AMARILLO, TX – President Lyndon B. Johnson signed the Medicare Act into law in 1965. This set up the Medicare system that is designed to provide health care for the elderly and disabled. It made sense that the DME industry originated in the 1970s. It is the elderly population that primarily needs medical equipment and soft goods (collectively referred to as “DME”) for day-to-day living. And so DME suppliers came into being to serve the DME needs of the elderly.
For decades, the DME industry was a “traditional Medicare fee-for-service” industry. Suppliers took care of their patients and learned how to bill traditional Medicare. Managed care was not part of DME suppliers’ lives. This began to change about 15 years ago…and the change has picked up speed over the past several years. Today, the DME industry can no longer regard itself as a traditional Medicare fee-for-service industry.
- Approximately 50% of Medicare beneficiaries are covered by Medicare Advantage (“MA”) plans. This percentage will continue to increase.
- MA plans receive about $454 billion.
- There are approximately 4000 MA plans available to Medicare beneficiaries.
- United Healthcare has about 29% of the MA market. Humana has about 18% of the MA market. Following these two large insurers are Blue Cross Blue Shield, CVS Health, Kaiser Permanente, Centene, Cigna, and many others.
- In 2023, MA plans received almost $13 billion in “bonus” payments from CMS.
- Marketing to Medicare beneficiaries (to convince them to sign up for MA plans…as opposed to using traditional Medicare) has become distasteful. Is anybody else, besides me, tired of seeing Joe Namath on television pitching Medicare Advantage?
MA is a “middleman model.” That is, CMS pays a certain amount of money each year to a MA plan…the plan pays out a portion of the money to physicians, hospitals, DME suppliers, etc.…and the plan “pockets the spread.” This type of model is easily susceptible to abuse. It is human nature for a MA plan to (i) desire to collect as much money as possible from CMS, (ii) desire to pay out as little money as possible to providers and suppliers, and (iii) desire to increase the spread.
It is also human nature to attempt to “game the system.” MA plans, which are owned by insurance companies, are not immune from engaging in fraudulent acts designed to increase the money (the “spread”) that the plans can pocket.
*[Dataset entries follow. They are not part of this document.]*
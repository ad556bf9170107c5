//! The five-step brochure pipeline
//!
//! scrape → select → compile → generate → translate, run strictly in order on
//! one task. The [`Pipeline`] owns its configuration and collaborators, so
//! separate pipelines never share state.

use crate::brochure::{
    BrochureWriter, GeneratedWriter, MockWriter, Tone, bounded_text, with_disclaimer,
};
use crate::compiler::{backfill_summaries, compile};
use crate::config::{BrochureConfig, Mode};
use crate::crawlers::{PageFetcher, build_fetcher, parse_base_url, scrape};
use crate::error::Result;
use crate::llm::CompletionBackend;
use crate::llm::ollama::OllamaBackend;
use crate::parsers::site_name;
use crate::results::{BrochureOutput, LinkSelection, PageRecord};
use crate::selector::{BackendSelector, HeuristicSelector, LinkSelector};
use crate::utils::is_placeholder_name;
use std::sync::Arc;

const STEPS: usize = 5;

pub struct Pipeline {
    config: BrochureConfig,
    fetcher: Arc<dyn PageFetcher>,
    backend: Option<Arc<dyn CompletionBackend>>,
}

impl Pipeline {
    pub fn new(
        config: BrochureConfig,
        fetcher: Arc<dyn PageFetcher>,
        backend: Option<Arc<dyn CompletionBackend>>,
    ) -> Self {
        Self {
            config,
            fetcher,
            backend,
        }
    }

    /// Build the fetcher from `config.fetch` and, in live mode, an Ollama backend
    pub fn from_config(config: BrochureConfig) -> Result<Self> {
        config.validate()?;
        let fetcher = build_fetcher(&config.fetch)?;
        let backend: Option<Arc<dyn CompletionBackend>> = match config.mode {
            Mode::Live => {
                let ollama = OllamaBackend::new(&config.backend)?;
                ::log::info!(
                    "Using Ollama at {} with model {}",
                    config.backend.url,
                    ollama.model()
                );
                Some(Arc::new(ollama))
            }
            Mode::Mock => None,
        };
        Ok(Self::new(config, fetcher, backend))
    }

    pub fn config(&self) -> &BrochureConfig {
        &self.config
    }

    /// The backend, if this run may use it
    fn live_backend(&self) -> Option<&Arc<dyn CompletionBackend>> {
        match self.config.mode {
            Mode::Live => self.backend.as_ref(),
            Mode::Mock => None,
        }
    }

    fn warn_if_backendless(&self) {
        if self.config.mode == Mode::Live && self.backend.is_none() {
            ::log::warn!("Live mode requested without a generation backend; using mock behaviour");
        }
    }

    /// Fetch the home page and list its same-site links
    pub async fn scrape(&self, url: &str) -> Result<(String, Vec<String>)> {
        scrape(self.fetcher.as_ref(), url).await
    }

    /// Pick the brochure-relevant links among `links`
    pub async fn select(&self, base_url: &str, links: &[String]) -> Result<LinkSelection> {
        let base = parse_base_url(base_url)?;
        let selector: Box<dyn LinkSelector> = match self.live_backend() {
            Some(backend) => Box::new(BackendSelector::new(
                backend.clone(),
                self.config.selector.max_links,
            )),
            None => {
                self.warn_if_backendless();
                Box::new(HeuristicSelector::new(&self.config.selector)?)
            }
        };
        Ok(selector.select(&base, links).await)
    }

    /// Fetch and compile the selected pages, home page first
    pub async fn compile(
        &self,
        selection: &LinkSelection,
        home_html: &str,
        base_url: &str,
    ) -> Vec<PageRecord> {
        let mut pages = compile(self.fetcher.as_ref(), selection, home_html, base_url).await;
        backfill_summaries(&mut pages);
        pages
    }

    /// Draft the brochure and append the disclaimer footer
    pub async fn generate_brochure(
        &self,
        company: &str,
        pages: &[PageRecord],
        tone: Tone,
    ) -> Result<String> {
        let writer: Box<dyn BrochureWriter> = match self.live_backend() {
            Some(backend) => Box::new(GeneratedWriter::new(
                backend.clone(),
                self.config.budget.clone(),
            )),
            None => {
                self.warn_if_backendless();
                Box::new(MockWriter::new())
            }
        };

        let markdown = writer.write(company, pages, tone).await?;
        let source = pages.first().map(|p| p.url.as_str()).unwrap_or_default();
        Ok(with_disclaimer(
            &markdown,
            source,
            chrono::Local::now().date_naive(),
        ))
    }

    /// Translate a brochure; the original comes back on any failure
    pub async fn translate(&self, markdown: &str, target_language: &str) -> String {
        let backend = self.live_backend().map(Arc::as_ref);
        crate::brochure::translate(backend, markdown, target_language).await
    }

    /// Grounding text for a site without generating anything
    pub async fn details(&self, url: &str) -> Result<String> {
        let (html, links) = self.scrape(url).await?;
        let selection = self.select(url, &links).await?;
        let pages = self.compile(&selection, &html, url).await;
        Ok(bounded_text(&pages, self.config.budget.max_chars))
    }

    /// Run every step and collect the result
    ///
    /// A placeholder `company` (empty, "example", ...) is replaced by the name
    /// found on the home page, or the host when the page has none.
    pub async fn run(
        &self,
        url: &str,
        company: &str,
        tone: Tone,
        translate_to: Option<&str>,
    ) -> Result<BrochureOutput> {
        let result = self.run_steps(url, company, tone, translate_to).await;
        self.shutdown().await;
        result
    }

    /// Release the fetcher's resources (e.g. close a WebDriver session)
    pub async fn shutdown(&self) {
        self.fetcher.shutdown().await;
    }

    async fn run_steps(
        &self,
        url: &str,
        company: &str,
        tone: Tone,
        translate_to: Option<&str>,
    ) -> Result<BrochureOutput> {
        let base = parse_base_url(url)?;
        let mode = if self.live_backend().is_some() {
            "live"
        } else {
            "mock"
        };
        ::log::info!("Building brochure for {} ({} mode, {} tone)", url, mode, tone);

        if self.config.fetch.check_robots_txt {
            if let Some(robots) = self.fetcher.robots_txt(&base).await {
                ::log::debug!("robots.txt for {}:\n{}", base, robots);
            }
        }

        ::log::info!("Step 1/{}: scraping {}", STEPS, url);
        let (html, links) = self.scrape(url).await?;

        let company = if is_placeholder_name(company) {
            let detected = site_name(&html)
                .or_else(|| base.host_str().map(str::to_string))
                .unwrap_or_else(|| url.to_string());
            ::log::info!("Company name not provided; using {:?}", detected);
            detected
        } else {
            company.trim().to_string()
        };

        ::log::info!("Step 2/{}: selecting links among {}", STEPS, links.len());
        let selection = self.select(url, &links).await?;
        if selection.is_empty() {
            ::log::warn!("No links selected; the brochure will rest on the home page alone");
        }

        ::log::info!("Step 3/{}: compiling {} selected pages", STEPS, selection.len());
        let pages = self.compile(&selection, &html, url).await;

        ::log::info!("Step 4/{}: writing brochure from {} pages", STEPS, pages.len());
        let markdown = self.generate_brochure(&company, &pages, tone).await?;

        let translation = match translate_to.map(str::trim).filter(|l| !l.is_empty()) {
            Some(language) => {
                ::log::info!("Step 5/{}: translating to {}", STEPS, language);
                let translated = self.translate(&markdown, language).await;
                Some((language.to_string(), translated))
            }
            None => {
                ::log::info!("Step 5/{}: no translation requested", STEPS);
                None
            }
        };

        Ok(BrochureOutput {
            company_name: company,
            base_url: url.to_string(),
            markdown,
            translation,
            pages,
        })
    }
}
As will be discussed below, MA plans are being scrutinized by governmental agencies and the courts. Here are four examples:
Biden Administration Action
On 12/7/23, the Biden Administration announced steps to increase transparency in the MA space. One of the Administration’s steps was to issue an RFI to solicit public feedback. According to the Administration, the government is expected to pay $7 trillion to MA plans over the next decade. The Biden Administration is focusing on (i) access to care, (ii) prior authorizations, (iii) provider directories, (iv) supplemental benefits, (v) marketing, (vi) care quality and outcomes, and (vii) value-based care.
Senate Committee Report
A Report was issued by the Majority Staff of the U.S. Senate Committee on Finance. According to the Report:
- The number of complaints about MA marketing more than doubled from 2020 to 2021.
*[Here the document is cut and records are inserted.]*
use serde::{Deserialize, Serialize};
use std::fs::File;
use std::io::Read;
use std::path::Path;

use crate::error::{Error, Result};

/// Whether the pipeline may call the text-generation backend
#[derive(Debug, Clone, Copy, PartialEq, Eq, Default, Serialize, Deserialize)]
#[serde(rename_all = "lowercase")]
pub enum Mode {
    /// Offline: heuristic link selection and a template brochure
    Mock,
    /// Backend-driven link selection, generation and translation
    #[default]
    Live,
}

/// How pages are downloaded
#[derive(Debug, Clone, Copy, PartialEq, Eq, Default, Serialize, Deserialize)]
#[serde(rename_all = "lowercase")]
pub enum Renderer {
    /// Plain HTTP GET
    #[default]
    Http,
    /// Render through a WebDriver session (for JavaScript-heavy sites)
    WebDriver,
}

/// Page fetching configuration
#[derive(Debug, Clone, PartialEq, Serialize, Deserialize)]
pub struct FetchConfig {
    /// Per-request timeout
    #[serde(default = "default_fetch_timeout_secs")]
    pub timeout_secs: u64,

    /// Politeness delay before every page fetch
    #[serde(default = "default_delay_ms")]
    pub delay_ms: u64,

    #[serde(default = "default_user_agent")]
    pub user_agent: String,

    #[serde(default = "default_accept_language")]
    pub accept_language: String,

    #[serde(default)]
    pub renderer: Renderer,

    /// URL for the WebDriver instance
    #[serde(default = "default_webdriver_url")]
    pub webdriver_url: String,

    /// Fetch and log robots.txt before crawling (informational only)
    #[serde(default)]
    pub check_robots_txt: bool,
}

/// One keyword rule of the heuristic link selector
#[derive(Debug, Clone, PartialEq, Eq, Serialize, Deserialize)]
pub struct KeywordRule {
    /// Regex matched against the lowercase URL path
    pub pattern: String,
    pub score: u8,
    pub page_type: String,
}

impl KeywordRule {
    pub fn new(pattern: &str, score: u8, page_type: &str) -> Self {
        Self {
            pattern: pattern.to_string(),
            score,
            page_type: page_type.to_string(),
        }
    }
}

/// Link selection configuration
#[derive(Debug, Clone, PartialEq, Eq, Serialize, Deserialize)]
pub struct SelectorConfig {
    /// Cap on selected links
    #[serde(default = "default_max_links")]
    pub max_links: usize,

    /// Heuristic threshold; links scoring below are dropped
    #[serde(default = "default_min_score")]
    pub min_score: u8,

    /// Score of a link no rule matches
    #[serde(default = "default_score")]
    pub default_score: u8,

    /// Keyword rules in priority order; the first match wins
    #[serde(default = "default_rules")]
    pub rules: Vec<KeywordRule>,

    /// Regex patterns for URLs the heuristic never selects
    #[serde(default = "default_exclude_patterns")]
    pub exclude_patterns: Vec<String>,
}

/// Bounds on the material sent to the generation backend
#[derive(Debug, Clone, PartialEq, Eq, Serialize, Deserialize)]
pub struct BudgetConfig {
    #[serde(default = "default_max_chars")]
    pub max_chars: usize,

    #[serde(default = "default_max_facts")]
    pub max_facts: usize,
}

/// Ollama backend configuration
#[derive(Debug, Clone, PartialEq, Serialize, Deserialize)]
pub struct BackendConfig {
    #[serde(default = "default_backend_url")]
    pub url: String,

    #[serde(default = "default_model")]
    pub model: String,

    #[serde(default = "default_backend_timeout_secs")]
    pub timeout_secs: u64,

    #[serde(default = "default_temperature")]
    pub temperature: f32,
}

/// Complete pipeline configuration
#[derive(Debug, Clone, PartialEq, Default, Serialize, Deserialize)]
pub struct BrochureConfig {
    #[serde(default)]
    pub mode: Mode,

    #[serde(default)]
    pub fetch: FetchConfig,

    #[serde(default)]
    pub selector: SelectorConfig,

    #[serde(default)]
    pub budget: BudgetConfig,

    #[serde(default)]
    pub backend: BackendConfig,
}

impl BrochureConfig {
    /// Load configuration from a JSON file
    pub fn from_file<P: AsRef<Path>>(path: P) -> Result<Self> {
        let path = path.as_ref();
        let mut file = File::open(path)
            .map_err(|e| Error::Config(format!("cannot open {}: {}", path.display(), e)))?;
        let mut contents = String::new();
        file.read_to_string(&mut contents)?;

        Self::from_json(&contents)
    }

    /// Load configuration from a JSON string
    pub fn from_json(json: &str) -> Result<Self> {
        let config: Self = serde_json::from_str(json)?;
        config.validate()?;
        Ok(config)
    }

    /// Apply overrides from the process environment
    pub fn apply_env(&mut self) {
        self.apply_env_with(|key| std::env::var(key).ok());
    }

    /// Apply overrides from an arbitrary variable lookup
    pub fn apply_env_with<F>(&mut self, lookup: F)
    where
        F: Fn(&str) -> Option<String>,
    {
        let non_empty = |key: &str| lookup(key).filter(|v| !v.trim().is_empty());

        if let Some(url) = non_empty("OLLAMA_URL") {
            self.backend.url = url;
        }
        if let Some(model) = non_empty("OLLAMA_MODEL") {
            self.backend.model = model;
        }
        if let Some(timeout) = non_empty("OLLAMA_TIMEOUT") {
            match timeout.trim().parse() {
                Ok(secs) => self.backend.timeout_secs = secs,
                Err(_) => ::log::warn!("Ignoring invalid OLLAMA_TIMEOUT: {}", timeout),
            }
        }
        if let Some(temperature) = non_empty("OLLAMA_TEMPERATURE") {
            match temperature.trim().parse() {
                Ok(t) => self.backend.temperature = t,
                Err(_) => ::log::warn!("Ignoring invalid OLLAMA_TEMPERATURE: {}", temperature),
            }
        }
        if let Some(webdriver_url) = non_empty("WEBDRIVER_URL") {
            self.fetch.webdriver_url = webdriver_url;
        }
    }

    pub fn with_mode(mut self, mode: Mode) -> Self {
        self.mode = mode;
        self
    }

    /// Reject values that would make the pipeline meaningless
    pub fn validate(&self) -> Result<()> {
        if self.selector.max_links == 0 {
            return Err(Error::Config("selector.max_links must be at least 1".into()));
        }
        if self.selector.min_score > 100 || self.selector.default_score > 100 {
            return Err(Error::Config("selector scores must be within 0..=100".into()));
        }
        if self.budget.max_chars == 0 {
            return Err(Error::Config("budget.max_chars must be at least 1".into()));
        }
        Ok(())
    }
}

impl Default for FetchConfig {
    fn default() -> Self {
        Self {
            timeout_secs: default_fetch_timeout_secs(),
            delay_ms: default_delay_ms(),
            user_agent: default_user_agent(),
            accept_language: default_accept_language(),
            renderer: Renderer::default(),
            webdriver_url: default_webdriver_url(),
            check_robots_txt: false,
        }
    }
}

impl Default for SelectorConfig {
    fn default() -> Self {
        Self {
            max_links: default_max_links(),
            min_score: default_min_score(),
            default_score: default_score(),
            rules: default_rules(),
            exclude_patterns: default_exclude_patterns(),
        }
    }
}

impl Default for BudgetConfig {
    fn default() -> Self {
        Self {
            max_chars: default_max_chars(),
            max_facts: default_max_facts(),
        }
    }
}

impl Default for BackendConfig {
    fn default() -> Self {
        Self {
            url: default_backend_url(),
            model: default_model(),
            timeout_secs: default_backend_timeout_secs(),
            temperature: default_temperature(),
        }
    }
}

fn default_fetch_timeout_secs() -> u64 {
    15
}

fn default_delay_ms() -> u64 {
    1000
}

fn default_user_agent() -> String {
    "Mozilla/5.0 (Windows NT 10.0; Win64; x64) AppleWebKit/537.36 (KHTML, like Gecko) \
     Chrome/123.0 Safari/537.36"
        .to_string()
}

fn default_accept_language() -> String {
    "en-US,en;q=0.9,es;q=0.8".to_string()
}

/// Default value for webdriver_url
fn default_webdriver_url() -> String {
    "http://localhost:4444".to_string()
}

fn default_max_links() -> usize {
    10
}

fn default_min_score() -> u8 {
    60
}

fn default_score() -> u8 {
    40
}

fn default_rules() -> Vec<KeywordRule> {
    vec![
        KeywordRule::new(r"(about|company|team|nosotros|quienes-somos)", 95, "about page"),
        KeywordRule::new(r"(careers|jobs|empleo|trabaja-con-nosotros)", 90, "careers"),
        KeywordRule::new(
            r"(customers|clients|casos|success-stories|references)",
            88,
            "customers",
        ),
        KeywordRule::new(r"(community|comunidad|ecosystem)", 85, "community"),
        KeywordRule::new(r"(partners|alliances)", 80, "partners"),
        KeywordRule::new(r"(press|news|noticias)", 75, "press"),
        KeywordRule::new(r"(blog|insights|articles)", 70, "blog"),
    ]
}

fn default_exclude_patterns() -> Vec<String> {
    vec![
        // Static assets
        r"(?i)\.(jpg|jpeg|png|gif|css|js|ico|svg|woff|woff2|ttf|eot|pdf|zip)$".to_string(),
        // Authentication
        r"(?i)/(login|log-in|signin|sign-in|signup|sign-up|register|account)(/|$)".to_string(),
        // Legal
        r"(?i)/(privacy|privacidad|terms|condiciones|legal|cookies?)(/|$)".to_string(),
        // Commerce
        r"(?i)/(cart|carrito|checkout|basket)(/|$)".to_string(),
    ]
}

fn default_max_chars() -> usize {
    12_000
}

fn default_max_facts() -> usize {
    10
}

fn default_backend_url() -> String {
    "http://localhost:11434".to_string()
}

fn default_model() -> String {
    "llama3.2:latest".to_string()
}

fn default_backend_timeout_secs() -> u64 {
    120
}

fn default_temperature() -> f32 {
    0.2
}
- MA marketing is too aggressive and results in false and misleading information being provided to seniors.
- Seniors are besieged with in-person encounters, television ads, telemarketers, and robo-calls.
CIGNA Group Settlement
The Department of Justice (“DOJ”) published a press release on September 30, 2023 that states as follows:
The Cigna Group, headquartered in Connecticut, agreed to pay $172,294,350 to resolve allegations that it violated the False Claims Act by submitting and failing to withdraw inaccurate and untruthful diagnosis codes for its Medicare Advantage Plan (“MA”) enrollees in order to increase its payments from Medicare.
CMS pays the MA Plans a fixed monthly amount for each beneficiary who enrolls. CMS adjusts these monthly payments to account for various “risk” factors that affect expected health expenditures for the beneficiary, to ensure that MA Plans are paid more for those beneficiaries expected to incur higher healthcare costs and less for healthier beneficiaries expected to incur lower costs. To make these adjustments, CMS collects “risk adjustment” data, including medical diagnosis codes, from the MA Plans.
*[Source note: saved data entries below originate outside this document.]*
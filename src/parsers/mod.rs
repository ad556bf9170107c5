pub mod html;
pub mod text;

#[cfg(test)]
mod tests;

pub use html::{clean_text, extract_links, extract_metadata, parse_links, site_name};

/// Metadata read from a page's markup
#[derive(Debug, Clone, Default, PartialEq, Eq)]
pub struct PageMetadata {
    /// Contents of `<title>`, whitespace-collapsed
    pub title: String,
    /// H1/H2 headings in document order, at most [`html::MAX_HEADINGS`]
    pub headings: Vec<String>,
    /// `meta[name=description]`, falling back to `og:description`
    pub description: String,
}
According to the press release, Cigna owns and operates MA Organizations that offer MA Plans to beneficiaries across the country. The United States alleged that Cigna submitted inaccurate and untruthful patient diagnosis data to CMS in order to inflate the payments it received from CMS, failed to withdraw the inaccurate and untruthful diagnosis data and repay CMS, and falsely certified in writing to CMS that the data was accurate and truthful. The settlement resolves these allegations.
“Over half of our nation’s Medicare beneficiaries are now enrolled in Medicare Advantage plans, and the government pays private insurers over $450 billion each year to provide for their care,” said Deputy Assistant Attorney General Michael D. Granston of the Justice Department’s Civil Division. “We will hold accountable those insurers who knowingly seek inflated Medicare payments by manipulating beneficiary diagnoses or any other applicable requirements.”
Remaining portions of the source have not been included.